START TASK MATERIAL

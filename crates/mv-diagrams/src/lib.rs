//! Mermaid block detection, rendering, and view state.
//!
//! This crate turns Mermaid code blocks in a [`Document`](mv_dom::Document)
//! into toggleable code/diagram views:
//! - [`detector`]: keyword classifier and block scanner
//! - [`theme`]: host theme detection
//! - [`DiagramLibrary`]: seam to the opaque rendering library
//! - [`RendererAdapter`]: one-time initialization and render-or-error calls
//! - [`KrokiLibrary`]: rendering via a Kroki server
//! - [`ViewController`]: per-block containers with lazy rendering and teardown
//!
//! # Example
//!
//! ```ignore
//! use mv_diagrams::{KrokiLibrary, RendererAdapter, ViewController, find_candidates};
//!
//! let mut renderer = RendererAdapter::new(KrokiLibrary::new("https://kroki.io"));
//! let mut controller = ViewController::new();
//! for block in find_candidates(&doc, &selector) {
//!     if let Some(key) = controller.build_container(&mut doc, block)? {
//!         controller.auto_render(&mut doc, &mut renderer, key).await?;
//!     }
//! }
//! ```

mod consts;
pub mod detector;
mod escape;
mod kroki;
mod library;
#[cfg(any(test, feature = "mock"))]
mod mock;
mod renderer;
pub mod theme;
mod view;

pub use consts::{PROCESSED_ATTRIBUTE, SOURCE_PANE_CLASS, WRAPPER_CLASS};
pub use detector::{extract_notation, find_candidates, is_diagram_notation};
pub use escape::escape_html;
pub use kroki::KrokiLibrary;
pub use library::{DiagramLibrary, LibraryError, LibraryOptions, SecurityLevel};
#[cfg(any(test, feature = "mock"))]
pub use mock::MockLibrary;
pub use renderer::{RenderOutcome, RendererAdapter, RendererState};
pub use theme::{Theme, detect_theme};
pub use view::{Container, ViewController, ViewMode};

END TASK MATERIAL
START TASK MATERIAL

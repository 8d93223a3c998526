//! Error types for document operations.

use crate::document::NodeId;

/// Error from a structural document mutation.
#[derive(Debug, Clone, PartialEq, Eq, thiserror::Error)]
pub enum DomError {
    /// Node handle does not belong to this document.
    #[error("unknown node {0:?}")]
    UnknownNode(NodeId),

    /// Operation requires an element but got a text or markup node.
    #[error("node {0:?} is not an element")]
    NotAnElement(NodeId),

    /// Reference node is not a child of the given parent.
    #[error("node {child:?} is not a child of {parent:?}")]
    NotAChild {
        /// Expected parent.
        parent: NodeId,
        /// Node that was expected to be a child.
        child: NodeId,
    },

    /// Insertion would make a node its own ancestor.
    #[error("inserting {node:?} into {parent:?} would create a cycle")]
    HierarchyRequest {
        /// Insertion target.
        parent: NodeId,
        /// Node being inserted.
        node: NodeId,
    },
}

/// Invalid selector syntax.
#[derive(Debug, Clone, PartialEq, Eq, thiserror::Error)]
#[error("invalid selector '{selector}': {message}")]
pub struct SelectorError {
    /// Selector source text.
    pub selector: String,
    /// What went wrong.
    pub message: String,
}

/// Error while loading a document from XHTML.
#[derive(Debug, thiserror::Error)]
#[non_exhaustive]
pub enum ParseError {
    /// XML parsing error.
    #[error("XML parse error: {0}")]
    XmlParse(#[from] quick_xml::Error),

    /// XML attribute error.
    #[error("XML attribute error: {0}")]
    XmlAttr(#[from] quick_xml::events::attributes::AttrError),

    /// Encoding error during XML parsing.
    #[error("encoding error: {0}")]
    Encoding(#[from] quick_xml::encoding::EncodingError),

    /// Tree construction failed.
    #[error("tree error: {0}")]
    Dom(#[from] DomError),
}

END TASK MATERIAL

HOW TO COMPLETE THIS TASK:
Take the records above and return, word for word, only the lines that fall from the line with "filename crates/mv-diagrams/src/lib.rs" to the line with "mod renderer;", both of them included.

WRITTEN RESPONSE:
filename crates/mv-diagrams/src/lib.rs
//! Mermaid block detection, rendering, and view state.
//!
//! This crate turns Mermaid code blocks in a [`Document`](mv_dom::Document)
//! into toggleable code/diagram views:
//! - [`detector`]: keyword classifier and block scanner
//! - [`theme`]: host theme detection
//! - [`DiagramLibrary`]: seam to the opaque rendering library
//! - [`RendererAdapter`]: one-time initialization and render-or-error calls
//! - [`KrokiLibrary`]: rendering via a Kroki server
//! - [`ViewController`]: per-block containers with lazy rendering and teardown
//!
//! # Example
//!
//! ```ignore
//! use mv_diagrams::{KrokiLibrary, RendererAdapter, ViewController, find_candidates};
//!
//! let mut renderer = RendererAdapter::new(KrokiLibrary::new("https://kroki.io"));
//! let mut controller = ViewController::new();
//! for block in find_candidates(&doc, &selector) {
//!     if let Some(key) = controller.build_container(&mut doc, block)? {
//!         controller.auto_render(&mut doc, &mut renderer, key).await?;
//!     }
//! }
//! ```

mod consts;
pub mod detector;
mod escape;
mod kroki;
mod library;
#[cfg(any(test, feature = "mock"))]
mod mock;
mod renderer;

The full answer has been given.